A redução da maioridade penal é tema recorrente na história dos direitos de crianças e adolescentes brasileiros, na busca da criminalização desse público como os maiores responsáveis pela prática de infrações contra o Direito Penal. A matéria tem sido objeto de diversas Propostas de Emendas Constitucionais desde 1989, menos de um ano após a Constituição Federal instituir a idade de 18 anos, um critério biológico, como marco de imputabili-dade penal. O Estatuto da Criança e do Adolescente (ECA), por sua vez, instituiu a adolescência, de 12 a 17 anos (ou 18 anos incompletos), como período de responsabilização pela prática de atos infracionais. Essa repressão penal precisa ser observada sob o viés econômico, numa leitura em que o Estado penal atuante sobre as classes trabalhadoras tende a se recrudescer nas crises da economia, com reflexos também sobre a população infantojuvenil.

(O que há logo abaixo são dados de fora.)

#[cfg(test)]
mod tests {
  use super::*;
  use std::time::Duration;

  use async_trait::async_trait;
  use karaoke_core::domain::performance::{PerformanceDraft, PerformancePatch};
  use karaoke_core::domain::song::{SongDraft, SongPatch};
  use karaoke_core::ports::RepoError;
  use karaoke_core::services::FormatPreference;
  use karaoke_storage::{FixtureStore, Fixtures, LatencyConfig};

  use crate::infrastructure::microphone::{MicrophoneProfile, SimulatedMicrophone};

  #[derive(Clone, Default)]
  struct Toasts(Arc<Mutex<Vec<(Option<ErrorKind>, String)>>>);

  impl Toasts {
    fn errors(&self) -> Vec<ErrorKind> {
      self.0.lock().unwrap().iter().filter_map(|(k, _)| *k).collect()
    }

    fn messages(&self) -> Vec<String> {
      self.0.lock().unwrap().iter().map(|(_, m)| m.clone()).collect()
    }
  }

  impl Notifier for Toasts {
    fn success(&self, message: &str) {
      self.0.lock().unwrap().push((None, message.to_string()));
    }

    fn error(&self, kind: ErrorKind, message: &str) {
      self.0.lock().unwrap().push((Some(kind), message.to_string()));
    }
  }

  struct BrokenPerformances;

  #[async_trait]
  impl DataSource<Performance> for BrokenPerformances {
    async fn get_all(&self) -> Result<Vec<Performance>, RepoError> {
      Ok(Vec::new())
    }

    async fn get_by_id(&self, id: PerformanceId) -> Result<Performance, RepoError> {
      Err(RepoError::not_found::<Performance>(id))
    }

    async fn create(&self, _draft: PerformanceDraft) -> Result<Performance, RepoError> {
      Err(RepoError::Storage("disk full".into()))
    }

    async fn update(&self, id: PerformanceId, _patch: PerformancePatch) -> Result<Performance, RepoError> {
      Err(RepoError::not_found::<Performance>(id))
    }

    async fn delete(&self, id: PerformanceId) -> Result<bool, RepoError> {
      Err(RepoError::not_found::<Performance>(id))
    }
  }

  struct OfflineCatalog;

  #[async_trait]
  impl DataSource<Song> for OfflineCatalog {
    async fn get_all(&self) -> Result<Vec<Song>, RepoError> {
      Err(RepoError::Storage("connection refused".into()))
    }

    async fn get_by_id(&self, id: SongId) -> Result<Song, RepoError> {
      Err(RepoError::not_found::<Song>(id))
    }

    async fn create(&self, _draft: SongDraft) -> Result<Song, RepoError> {
      Err(RepoError::Storage("connection refused".into()))
    }

    async fn update(&self, id: SongId, _patch: SongPatch) -> Result<Song, RepoError> {
      Err(RepoError::not_found::<Song>(id))
    }

    async fn delete(&self, id: SongId) -> Result<bool, RepoError> {
      Err(RepoError::not_found::<Song>(id))
    }
  }

  type TestStage<P> = KaraokeStage<SimulatedMicrophone, FixtureStore<Song>, P, Toasts>;

  fn stage_with<P: DataSource<Performance>>(
    profile: MicrophoneProfile,
    performances: P,
  ) -> (TestStage<P>, Toasts) {
    let fixtures = Fixtures::embedded().unwrap();
    let songs = FixtureStore::new(fixtures.songs, LatencyConfig::none());
    let recorder = RecordingController::new(SimulatedMicrophone::new(profile), FormatPreference::default());
    let toasts = Toasts::default();
    let user_id = fixtures.users[0].id;

    let stage = KaraokeStage::new(
      SongCatalog::new(songs),
      PerformanceService::new(performances),
      recorder,
      toasts.clone(),
      user_id,
    );
    (stage, toasts)
  }

  fn stage() -> (TestStage<FixtureStore<Performance>>, Toasts) {
    let performances = FixtureStore::new(Vec::new(), LatencyConfig::none());
    stage_with(MicrophoneProfile::default(), performances)
  }

  async fn first_song_id<P: DataSource<Performance>>(stage: &mut TestStage<P>) -> SongId {
    stage.load_songs().await.unwrap()[0].id
  }

  #[tokio::test]
  async fn recording_without_a_song_is_reported() {
    let (stage, toasts) = stage();

    let err = stage.start_recording().await.unwrap_err();

    assert_eq!(err, SessionError::NoSongSelected);
    assert_eq!(stage.phase(), SessionPhase::Idle);
    assert_eq!(toasts.errors(), vec![ErrorKind::NoSongSelected]);
    assert_eq!(toasts.messages(), vec!["Please select a song first".to_string()]);
  }

  #[tokio::test(start_paused = true)]
  async fn record_stop_and_save_a_performance() {
    let (mut stage, toasts) = stage();
    let id = first_song_id(&mut stage).await;
    stage.select_song(id).await.unwrap();

    stage.start_recording().await.unwrap();
    assert_eq!(stage.phase(), SessionPhase::Capturing);

    tokio::time::sleep(Duration::from_millis(1_100)).await;
    stage.stop_recording();
    stage.artifact_ready().await;

    assert_eq!(stage.phase(), SessionPhase::Completed);
    let artifact = stage.pending_artifact().unwrap();
    assert_eq!(artifact.song_id, id);
    assert_eq!(artifact.blob.mime_type, "audio/webm");
    assert!(!artifact.blob.is_empty());

    let saved = stage.save_performance().await.unwrap().unwrap();
    assert_eq!(saved.song_id, id);
    assert_eq!(saved.recording_url, artifact.url);
    assert!(stage.pending_artifact().is_none());
    assert_eq!(stage.performances().await.unwrap().len(), 1);

    let shared = stage.share_performance(saved.id, "instagram").await.unwrap();
    assert_eq!(shared.shared_platforms, vec!["instagram".to_string()]);

    let messages = toasts.messages();
    assert!(messages.contains(&"Recording started".to_string()));
    assert!(messages.contains(&"Recording stopped".to_string()));
    assert!(messages.contains(&"Performance saved successfully!".to_string()));
    assert_eq!(messages.last().map(String::as_str), Some("Shared to social media!"));
  }

  #[tokio::test(start_paused = true)]
  async fn changing_song_stops_the_running_session() {
    let (mut stage, _toasts) = stage();
    stage.load_songs().await.unwrap();
    let first = stage.songs()[0].id;
    let second = stage.songs()[1].id;

    stage.select_song(first).await.unwrap();
    stage.start_recording().await.unwrap();
    tokio::time::sleep(Duration::from_millis(600)).await;

    stage.select_song(second).await.unwrap();
    stage.artifact_ready().await;

    assert_eq!(stage.phase(), SessionPhase::Completed);
    assert_eq!(stage.pending_artifact().map(|a| a.song_id), Some(first));
    assert_eq!(stage.selected().map(|s| s.id), Some(second));
  }

  #[tokio::test(start_paused = true)]
  async fn second_start_is_rejected_while_capturing() {
    let (mut stage, toasts) = stage();
    let id = first_song_id(&mut stage).await;
    stage.select_song(id).await.unwrap();
    stage.start_recording().await.unwrap();

    let err = stage.start_recording().await.unwrap_err();

    assert_eq!(err, SessionError::SessionAlreadyActive);
    assert_eq!(stage.phase(), SessionPhase::Capturing);
    assert_eq!(toasts.errors(), vec![ErrorKind::SessionAlreadyActive]);
    stage.stop_recording();
    stage.artifact_ready().await;
  }

  #[tokio::test]
  async fn permission_denied_is_reported_once() {
    let profile = MicrophoneProfile { permission_granted: false, ..Default::default() };
    let (mut stage, toasts) = stage_with(profile, FixtureStore::new(Vec::new(), LatencyConfig::none()));
    let id = first_song_id(&mut stage).await;
    stage.select_song(id).await.unwrap();

    let err = stage.start_recording().await.unwrap_err();

    assert_eq!(err.kind(), ErrorKind::PermissionDenied);
    assert_eq!(stage.phase(), SessionPhase::Errored(ErrorKind::PermissionDenied));
    assert_eq!(toasts.errors(), vec![ErrorKind::PermissionDenied]);
    assert!(stage.pending_artifact().is_none());
  }

  #[tokio::test(start_paused = true)]
  async fn failed_save_keeps_the_recording() {
    let (mut stage, toasts) = stage_with(MicrophoneProfile::default(), BrokenPerformances);
    let id = first_song_id(&mut stage).await;
    stage.select_song(id).await.unwrap();
    stage.start_recording().await.unwrap();
    tokio::time::sleep(Duration::from_millis(300)).await;
    stage.stop_recording();
    stage.artifact_ready().await;

    let err = stage.save_performance().await.unwrap_err();

    assert_eq!(err.kind(), ErrorKind::PersistenceFailure);
    assert!(stage.pending_artifact().is_some());
    assert_eq!(toasts.errors(), vec![ErrorKind::PersistenceFailure]);
    assert!(stage.discard_recording().is_some());
    assert!(stage.save_performance().await.unwrap().is_none());
  }

  #[tokio::test]
  async fn ticks_follow_the_selected_lyrics() {
    let (mut stage, _toasts) = stage();
    let id = first_song_id(&mut stage).await;
    stage.select_song(id).await.unwrap();

    let at = |t: f64| PlaybackState { current_time: t, duration: 354.0, is_playing: true };

    assert_eq!(stage.tick(&at(0.5)).map(|c| c.current), Some(Some(0)));
    assert_eq!(stage.tick(&at(1.0)), None);
    assert_eq!(stage.tick(&at(5.0)).map(|c| c.current), Some(Some(1)));
    assert_eq!(stage.current_cue().map(|c| c.text.as_str()), Some("Is this just fantasy?"));
  }

  #[tokio::test]
  async fn search_matches_artist_case_insensitively() {
    let (stage, _toasts) = stage();
    let hits = stage.search("queen").await.unwrap();
    let titles: Vec<_> = hits.iter().map(|s| s.title.as_str()).collect();
    assert!(titles.contains(&"Bohemian Rhapsody"));
    assert!(titles.contains(&"Dancing Queen"));
  }

  #[tokio::test(start_paused = true)]
  async fn artifact_ready_ignores_sessions_nobody_waited_for() {
    let (mut stage, _toasts) = stage();
    let id = first_song_id(&mut stage).await;
    stage.select_song(id).await.unwrap();

    stage.start_recording().await.unwrap();
    tokio::time::sleep(Duration::from_millis(300)).await;
    stage.stop_recording();
    tokio::time::sleep(Duration::from_millis(50)).await;
    assert_eq!(stage.phase(), SessionPhase::Completed);
    assert!(stage.discard_recording().is_some());

    stage.start_recording().await.unwrap();
    let early = tokio::time::timeout(Duration::from_millis(400), stage.artifact_ready()).await;
    assert!(early.is_err());
    assert_eq!(stage.phase(), SessionPhase::Capturing);
    assert!(stage.pending_artifact().is_none());

    stage.stop_recording();
    stage.artifact_ready().await;
    assert_eq!(stage.phase(), SessionPhase::Completed);
    assert!(stage.pending_artifact().is_some());

    // already delivered: returns without waiting
    stage.artifact_ready().await;
  }

  #[tokio::test]
  async fn catalog_failure_is_reported() {
    let toasts = Toasts::default();
    let recorder =
      RecordingController::new(SimulatedMicrophone::default(), FormatPreference::default());
    let mut stage = KaraokeStage::new(
      SongCatalog::new(OfflineCatalog),
      PerformanceService::new(FixtureStore::<Performance>::new(Vec::new(), LatencyConfig::none())),
      recorder,
      toasts.clone(),
      UserId::new(),
    );

    assert!(stage.load_songs().await.is_err());
    assert!(stage.songs().is_empty());
    assert_eq!(toasts.errors(), vec![ErrorKind::CatalogUnavailable]);
    assert_eq!(toasts.messages(), vec!["Failed to load songs".to_string()]);
  }
}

Neste artigo, os autores identificam a cone-xão entre o aprofundamento da crise econômica no Brasil, originada nos Estados Unidos em 2008, relacionando infraestrutura e superestrutura, e as propostas de tendencial crescimento do Estado penal sobre os adolescentes. A análise procura compreender, sem ser uma ligação mecânica entre ambos os fatores, como os adolescentes sofrem o controle estatal e a ideologia por trás do reforço da repressão penal por meio da redução da maioridade penal. Na metodologia, foi utilizada pesquisa bibliográfica em livros, artigos e estudos técnicos e realizado levantamento via internet de todas as Propostas de Emendas Constitucionais (PECs) apresentadas à Câmara dos Deputados e ao Senado sobre o tema. A hipótese é de que há interdependência entre contextos de crises econômicas e aumento da repressão penal, incluindo a exacerbação do discurso da criminalização dos adolescentes envolvidos com ato infracional.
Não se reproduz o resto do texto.